Influx of Ca-45(2+) into Saccharomyces cerevisiae was measured under experimental conditions which enabled measurements of initial rate of transport across the plasma membrane, without interference by the vacuolar Ca2+ transport system. Addition of glucose or glycerol to the cells, after pre-incubation in glucose-free medium for 5 min, caused a rapid, transient increase in Ca-45(2+) influx, reaching a peak at 3-5 min after addition of substrate. Ethanol, or glycerol added with antimycin A, had no effect on Ca-45(2+) influx. We have shown previously that this increase is not mediated by an effect of the substrates on intracellular ATP levels. Changes in membrane potential accounted for only a part of the glucose-stimulated Ca-45(2+) influx.
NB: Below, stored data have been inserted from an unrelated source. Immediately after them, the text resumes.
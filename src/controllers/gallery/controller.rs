use log::{info, warn};
use rand::SeedableRng;
use rand::rngs::StdRng;
use std::error::Error;
use std::fmt;
use std::io;
use std::path::PathBuf;
use std::time::Instant;

use crate::controllers::gallery::config::GalleryConfig;
use crate::controllers::ports::file_presenter::FilePresenterPort;
use crate::core::actions::cancellation::{CancelToken, NeverCancel};
use crate::core::data::pixel_buffer::PixelBuffer;
use crate::core::errors::FractalError;
use crate::core::fractals::barnsley_fern::generate::generate_barnsley_fern_cancelable;
use crate::core::fractals::fractal_kinds::FractalKinds;
use crate::core::fractals::julia::generate::generate_julia_cancelable;
use crate::core::fractals::koch::generate::generate_koch_curve_cancelable;
use crate::core::fractals::mandelbrot::generate::generate_mandelbrot_cancelable;
use crate::core::fractals::sierpinski::triangle::generate_sierpinski_triangle_cancelable;

/// Why one fractal of the gallery was not written.
#[derive(Debug)]
pub enum GalleryError {
    Render(FractalError),
    Write { path: PathBuf, source: io::Error },
}

impl fmt::Display for GalleryError {
    fn fmt(&self, f: &mut fmt::Formatter<'_>) -> fmt::Result {
        match self {
            Self::Render(err) => write!(f, "render failed: {}", err),
            Self::Write { path, source } => {
                write!(f, "could not write {}: {}", path.display(), source)
            }
        }
    }
}

impl Error for GalleryError {
    fn source(&self) -> Option<&(dyn Error + 'static)> {
        match self {
            Self::Render(err) => Some(err),
            Self::Write { source, .. } => Some(source),
        }
    }
}

impl From<FractalError> for GalleryError {
    fn from(err: FractalError) -> Self {
        Self::Render(err)
    }
}

#[derive(Debug, Default)]
pub struct GalleryReport {
    pub written: Vec<(FractalKinds, PathBuf)>,
    pub failures: Vec<(FractalKinds, GalleryError)>,
    /// Set when the run stopped early on cancellation.
    pub cancelled: bool,
}

impl GalleryReport {
    #[must_use]
    pub fn is_success(&self) -> bool {
        self.failures.is_empty() && !self.cancelled
    }
}

pub struct GalleryController<P: FilePresenterPort> {
    presenter: P,
}

impl<P: FilePresenterPort> GalleryController<P> {
    pub fn new(presenter: P) -> Self {
        Self { presenter }
    }

    /// `<output_dir>/<stem>.<presenter extension>`
    #[must_use]
    pub fn output_path(&self, kind: FractalKinds, config: &GalleryConfig) -> PathBuf {
        config
            .output_dir
            .join(kind.file_stem())
            .with_extension(self.presenter.file_extension())
    }

    pub fn render(
        &self,
        kind: FractalKinds,
        config: &GalleryConfig,
    ) -> Result<PixelBuffer, FractalError> {
        self.render_cancelable(kind, config, &NeverCancel)
    }

    pub fn render_cancelable<C: CancelToken>(
        &self,
        kind: FractalKinds,
        config: &GalleryConfig,
        cancel: &C,
    ) -> Result<PixelBuffer, FractalError> {
        match kind {
            FractalKinds::Mandelbrot => generate_mandelbrot_cancelable(
                config.width,
                config.height,
                config.region()?,
                config.max_iterations,
                cancel,
            ),
            FractalKinds::Julia => generate_julia_cancelable(
                config.width,
                config.height,
                config.region()?,
                config.max_iterations,
                config.julia_constant,
                cancel,
            ),
            FractalKinds::KochCurve => generate_koch_curve_cancelable(config.koch_depth, cancel),
            FractalKinds::BarnsleyFern => match config.seed {
                Some(seed) => generate_barnsley_fern_cancelable(
                    config.fern_iterations,
                    &mut StdRng::seed_from_u64(seed),
                    cancel,
                ),
                None => generate_barnsley_fern_cancelable(
                    config.fern_iterations,
                    &mut rand::rng(),
                    cancel,
                ),
            },
            FractalKinds::SierpinskiTriangle => {
                generate_sierpinski_triangle_cancelable(config.sierpinski_depth, cancel)
            }
        }
    }

    fn render_and_present<C: CancelToken>(
        &self,
        kind: FractalKinds,
        config: &GalleryConfig,
        cancel: &C,
    ) -> Result<PathBuf, GalleryError> {
        let buffer = self.render_cancelable(kind, config, cancel)?;
        let path = self.output_path(kind, config);

        self.presenter
            .present(&buffer, &path)
            .map_err(|source| GalleryError::Write {
                path: path.clone(),
                source,
            })?;

        Ok(path)
    }

    /// Renders every fractal in `config.kinds` and writes it out. A failing
    /// fractal is logged and recorded in the report; the rest still run.
    /// Only failing to create the output directory aborts the run.
    pub fn run(&self, config: &GalleryConfig) -> io::Result<GalleryReport> {
        self.run_cancelable(config, &NeverCancel)
    }

    pub fn run_cancelable<C: CancelToken>(
        &self,
        config: &GalleryConfig,
        cancel: &C,
    ) -> io::Result<GalleryReport> {
        std::fs::create_dir_all(&config.output_dir)?;

        let start = Instant::now();
        let mut report = GalleryReport::default();

        for &kind in &config.kinds {
            info!("Rendering {}...", kind);

            match self.render_and_present(kind, config, cancel) {
                Ok(path) => {
                    info!("Saved to {}", path.display());
                    report.written.push((kind, path));
                }
                Err(GalleryError::Render(err)) if err.is_cancelled() => {
                    info!("Gallery cancelled while rendering {}", kind);
                    report.cancelled = true;
                    break;
                }
                Err(err) => {
                    warn!("Skipping {}: {}", kind, err);
                    report.failures.push((kind, err));
                }
            }
        }

        info!(
            "Gallery finished in {:?}: {} written, {} failed",
            start.elapsed(),
            report.written.len(),
            report.failures.len()
        );
        Ok(report)
    }
}

#[cfg(test)]
mod tests {
    use super::*;
    use crate::core::actions::cancellation::CancelFlag;
    use crate::core::data::colour::Colour;
    use crate::core::data::point::Point;
    use std::cell::RefCell;
    use std::path::Path;

    #[derive(Default)]
    struct RecordingPresenter {
        presented: RefCell<Vec<(PathBuf, u32, u32)>>,
        fail: bool,
    }

    impl FilePresenterPort for RecordingPresenter {
        fn present(&self, buffer: &PixelBuffer, filepath: impl AsRef<Path>) -> io::Result<()> {
            if self.fail {
                return Err(io::Error::other("disk full"));
            }
            self.presented.borrow_mut().push((
                filepath.as_ref().to_path_buf(),
                buffer.width(),
                buffer.height(),
            ));
            Ok(())
        }

        fn file_extension(&self) -> &str {
            "test"
        }
    }

    fn small_config(dir: &Path) -> GalleryConfig {
        GalleryConfig {
            output_dir: dir.to_path_buf(),
            width: 16,
            height: 12,
            max_iterations: 20,
            koch_depth: 2,
            fern_iterations: 1,
            sierpinski_depth: 1,
            seed: Some(3),
            ..GalleryConfig::default()
        }
    }

    #[test]
    fn test_output_path_uses_stem_and_extension() {
        let controller = GalleryController::new(RecordingPresenter::default());
        let config = GalleryConfig::default();

        assert_eq!(
            controller.output_path(FractalKinds::KochCurve, &config),
            PathBuf::from("output/koch_curve.test")
        );
    }

    #[test]
    fn test_run_presents_every_kind() {
        let dir = tempfile::tempdir().unwrap();
        let controller = GalleryController::new(RecordingPresenter::default());

        let report = controller.run(&small_config(dir.path())).unwrap();

        assert!(report.is_success());
        assert_eq!(report.written.len(), 5);

        let presented = controller.presenter.presented.borrow();
        assert_eq!(presented[0], (dir.path().join("mandelbrot.test"), 16, 12));
        assert_eq!(presented[1], (dir.path().join("julia.test"), 16, 12));
        assert_eq!(presented[2], (dir.path().join("koch_curve.test"), 800, 800));
        assert_eq!(presented[3].0, dir.path().join("barnsley_fern.test"));
        assert_eq!(presented[4].0, dir.path().join("sierpinski_triangle.test"));
    }

    #[test]
    fn test_invalid_fractal_is_skipped_not_fatal() {
        let dir = tempfile::tempdir().unwrap();
        let controller = GalleryController::new(RecordingPresenter::default());
        let config = GalleryConfig {
            width: 1,
            kinds: vec![FractalKinds::Mandelbrot, FractalKinds::KochCurve],
            ..small_config(dir.path())
        };

        let report = controller.run(&config).unwrap();

        assert!(!report.is_success());
        assert_eq!(report.written.len(), 1);
        assert_eq!(report.written[0].0, FractalKinds::KochCurve);
        assert!(matches!(
            report.failures[0],
            (
                FractalKinds::Mandelbrot,
                GalleryError::Render(FractalError::InvalidDimension { .. })
            )
        ));
    }

    #[test]
    fn test_write_failures_are_reported() {
        let dir = tempfile::tempdir().unwrap();
        let controller = GalleryController::new(RecordingPresenter {
            fail: true,
            ..RecordingPresenter::default()
        });
        let config = GalleryConfig {
            kinds: vec![FractalKinds::SierpinskiTriangle],
            ..small_config(dir.path())
        };

        let report = controller.run(&config).unwrap();

        assert!(matches!(report.failures[0].1, GalleryError::Write { .. }));
    }

    #[test]
    fn test_cancellation_stops_the_run() {
        let dir = tempfile::tempdir().unwrap();
        let controller = GalleryController::new(RecordingPresenter::default());

        let report = controller
            .run_cancelable(&small_config(dir.path()), &|| true)
            .unwrap();

        assert!(report.cancelled);
        assert!(report.written.is_empty());
        assert!(report.failures.is_empty());
    }

    #[test]
    fn test_cancel_flag_set_mid_run_stops_before_next_fractal() {
        struct CancelAfterFirst(CancelFlag);

        impl FilePresenterPort for CancelAfterFirst {
            fn present(&self, _: &PixelBuffer, _: impl AsRef<Path>) -> io::Result<()> {
                self.0.cancel();
                Ok(())
            }

            fn file_extension(&self) -> &str {
                "test"
            }
        }

        let dir = tempfile::tempdir().unwrap();
        let flag = CancelFlag::new();
        let controller = GalleryController::new(CancelAfterFirst(flag.clone()));

        let report = controller
            .run_cancelable(&small_config(dir.path()), &flag)
            .unwrap();

        assert!(report.cancelled);
        assert_eq!(report.written.len(), 1);
        assert_eq!(report.written[0].0, FractalKinds::Mandelbrot);
    }

    #[test]
    fn test_seeded_fern_renders_identically() {
        let dir = tempfile::tempdir().unwrap();
        let controller = GalleryController::new(RecordingPresenter::default());
        let config = small_config(dir.path());

        let first = controller.render(FractalKinds::BarnsleyFern, &config).unwrap();
        let second = controller.render(FractalKinds::BarnsleyFern, &config).unwrap();

        assert_eq!(first, second);
    }

    #[test]
    fn test_render_mandelbrot_uses_configured_window() {
        let dir = tempfile::tempdir().unwrap();
        let controller = GalleryController::new(RecordingPresenter::default());
        let config = GalleryConfig {
            width: 5,
            height: 5,
            ..small_config(dir.path())
        };

        let buffer = controller.render(FractalKinds::Mandelbrot, &config).unwrap();

        // centre pixel maps to the origin
        assert_eq!(buffer.get_pixel(Point::new(2, 2)), Some(Colour::WHITE));
    }
}
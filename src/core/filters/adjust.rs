use rayon::prelude::*;

use crate::core::data::pixel_buffer::{CHANNELS, PixelBuffer};

fn clamp_to_channel(value: f64) -> u8 {
    value.clamp(0.0, 255.0) as u8
}

/// Adds `delta` to every channel, saturating at 0 and 255.
pub fn adjust_brightness(buffer: &mut PixelBuffer, delta: i32) {
    buffer.buffer_mut().par_iter_mut().for_each(|channel| {
        *channel = i32::from(*channel).saturating_add(delta).clamp(0, 255) as u8;
    });
}

/// Scales every channel's distance from mid-grey (128) by `factor`.
pub fn adjust_contrast(buffer: &mut PixelBuffer, factor: f64) {
    buffer.buffer_mut().par_iter_mut().for_each(|channel| {
        *channel = clamp_to_channel((f64::from(*channel) - 128.0) * factor + 128.0);
    });
}

/// Scales HSV saturation by `factor`, keeping hue and value.
pub fn adjust_saturation(buffer: &mut PixelBuffer, factor: f64) {
    buffer
        .buffer_mut()
        .par_chunks_exact_mut(CHANNELS)
        .for_each(|pixel| {
            let (h, s, v) = rgb_to_hsv(pixel[0], pixel[1], pixel[2]);
            let (r, g, b) = hsv_to_rgb(h, (s * factor).clamp(0.0, 1.0), v);

            pixel[0] = r;
            pixel[1] = g;
            pixel[2] = b;
        });
}

/// Hue in `[0, 1)`, saturation and value in `[0, 1]`. Greys have hue 0.
#[must_use]
pub fn rgb_to_hsv(r: u8, g: u8, b: u8) -> (f64, f64, f64) {
    let r = f64::from(r) / 255.0;
    let g = f64::from(g) / 255.0;
    let b = f64::from(b) / 255.0;

    let max = r.max(g).max(b);
    let min = r.min(g).min(b);
    let delta = max - min;

    let s = if max == 0.0 { 0.0 } else { delta / max };
    if s == 0.0 {
        return (0.0, 0.0, max);
    }

    let h = if max == r {
        (g - b) / delta + if g < b { 6.0 } else { 0.0 }
    } else if max == g {
        (b - r) / delta + 2.0
    } else {
        (r - g) / delta + 4.0
    };

    (h / 6.0, s, max)
}

/// Inverse of [`rgb_to_hsv`]; channels are truncated to `u8`.
#[must_use]
pub fn hsv_to_rgb(h: f64, s: f64, v: f64) -> (u8, u8, u8) {
    let sector = (h * 6.0) as i32;
    let f = h * 6.0 - f64::from(sector);

    let p = v * (1.0 - s);
    let q = v * (1.0 - f * s);
    let t = v * (1.0 - (1.0 - f) * s);

    let (r, g, b) = match sector.rem_euclid(6) {
        0 => (v, t, p),
        1 => (q, v, p),
        2 => (p, v, t),
        3 => (p, q, v),
        4 => (t, p, v),
        _ => (v, p, q),
    };

    (
        clamp_to_channel(r * 255.0),
        clamp_to_channel(g * 255.0),
        clamp_to_channel(b * 255.0),
    )
}

#[cfg(test)]
mod tests {
    use super::*;
    use crate::core::data::colour::Colour;
    use crate::core::data::point::Point;

    fn single(colour: Colour) -> PixelBuffer {
        let mut buffer = PixelBuffer::with_size(1, 1).unwrap();
        buffer.set_pixel(Point::new(0, 0), colour).unwrap();
        buffer
    }

    fn pixel(buffer: &PixelBuffer) -> Colour {
        buffer.get_pixel(Point::new(0, 0)).unwrap()
    }

    #[test]
    fn test_brightness_saturates() {
        let mut buffer = single(Colour { r: 10, g: 128, b: 250 });

        adjust_brightness(&mut buffer, 50);
        assert_eq!(pixel(&buffer), Colour { r: 60, g: 178, b: 255 });

        adjust_brightness(&mut buffer, -100);
        assert_eq!(pixel(&buffer), Colour { r: 0, g: 78, b: 155 });
    }

    #[test]
    fn test_brightness_extreme_deltas_clamp_without_overflow() {
        let mut buffer = single(Colour { r: 10, g: 128, b: 250 });

        adjust_brightness(&mut buffer, i32::MAX);
        assert_eq!(pixel(&buffer), Colour::WHITE);

        adjust_brightness(&mut buffer, i32::MIN);
        assert_eq!(pixel(&buffer), Colour::BLACK);
    }

    #[test]
    fn test_contrast_stretches_around_mid_grey() {
        let mut buffer = single(Colour { r: 128, g: 138, b: 28 });

        adjust_contrast(&mut buffer, 1.5);

        // 128 is fixed, 138 -> 143, 28 -> -22 clamps to 0
        assert_eq!(pixel(&buffer), Colour { r: 128, g: 143, b: 0 });
    }

    #[test]
    fn test_contrast_zero_is_flat_grey() {
        let mut buffer = single(Colour { r: 0, g: 77, b: 255 });

        adjust_contrast(&mut buffer, 0.0);

        assert_eq!(pixel(&buffer), Colour::grey(128));
    }

    #[test]
    fn test_desaturate_to_value() {
        let mut buffer = single(Colour { r: 255, g: 0, b: 0 });

        adjust_saturation(&mut buffer, 0.0);

        assert_eq!(pixel(&buffer), Colour::WHITE);
    }

    #[test]
    fn test_saturating_pure_colours_is_stable() {
        for colour in [
            Colour { r: 255, g: 0, b: 0 },
            Colour { r: 0, g: 255, b: 0 },
            Colour { r: 0, g: 0, b: 255 },
            Colour::BLACK,
            Colour::WHITE,
        ] {
            let mut buffer = single(colour);

            adjust_saturation(&mut buffer, 1.5);

            assert_eq!(pixel(&buffer), colour);
        }
    }

    #[test]
    fn test_rgb_to_hsv_primaries() {
        assert_eq!(rgb_to_hsv(255, 0, 0), (0.0, 1.0, 1.0));
        assert_eq!(rgb_to_hsv(0, 0, 0), (0.0, 0.0, 0.0));

        let (h, s, v) = rgb_to_hsv(0, 255, 0);
        assert!((h - 1.0 / 3.0).abs() < 1e-12);
        assert_eq!((s, v), (1.0, 1.0));

        let (h, _, _) = rgb_to_hsv(0, 0, 255);
        assert!((h - 2.0 / 3.0).abs() < 1e-12);
    }

    #[test]
    fn test_hsv_to_rgb_primaries() {
        assert_eq!(hsv_to_rgb(0.0, 1.0, 1.0), (255, 0, 0));
        assert_eq!(hsv_to_rgb(0.5, 1.0, 1.0), (0, 255, 255));
        assert_eq!(hsv_to_rgb(0.0, 0.0, 1.0), (255, 255, 255));
    }
}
The roles of intracellular acidifcation and changes in cellular cAMP in mediating the effects of glucose on Ca-45(2+) influx were examined. After a short preincubation in glucose-free medium addition of glucose caused a decrease in the intracellular pH, [pH]i, which reached a minimum value after 3 min. A transient increase in the cellular cAMP level was also observed. Addition of glycerol also caused intracellular acidification, but ethanol or glycerol added with antimycin A had no effect on [pH]i. Artificial intracellular acidification induced by exposure to isobutyric acid or to CCCP caused a transient rise in Ca2+ influx but the extent of the increase was smaller than that caused by glucose, and the time-course was different. We conclude that intracellular acidification may be responsible for part of the glucose stimulation of Ca2+ influx. The role of the increase in cAMP level on Ca2+ influx was examined by measuring the effect of glucose and of artificial intracellular acidification on Ca2+ influx in a cyr 1 strain which lacks adenylate cyclase activity. In this strain, addition of glucose or isobutyric acid still led to a transient increase in Ca2+ transport. Therefore, we concluded that at least part of the increase in Ca2+ influx in response to glucose is cAMP-independent.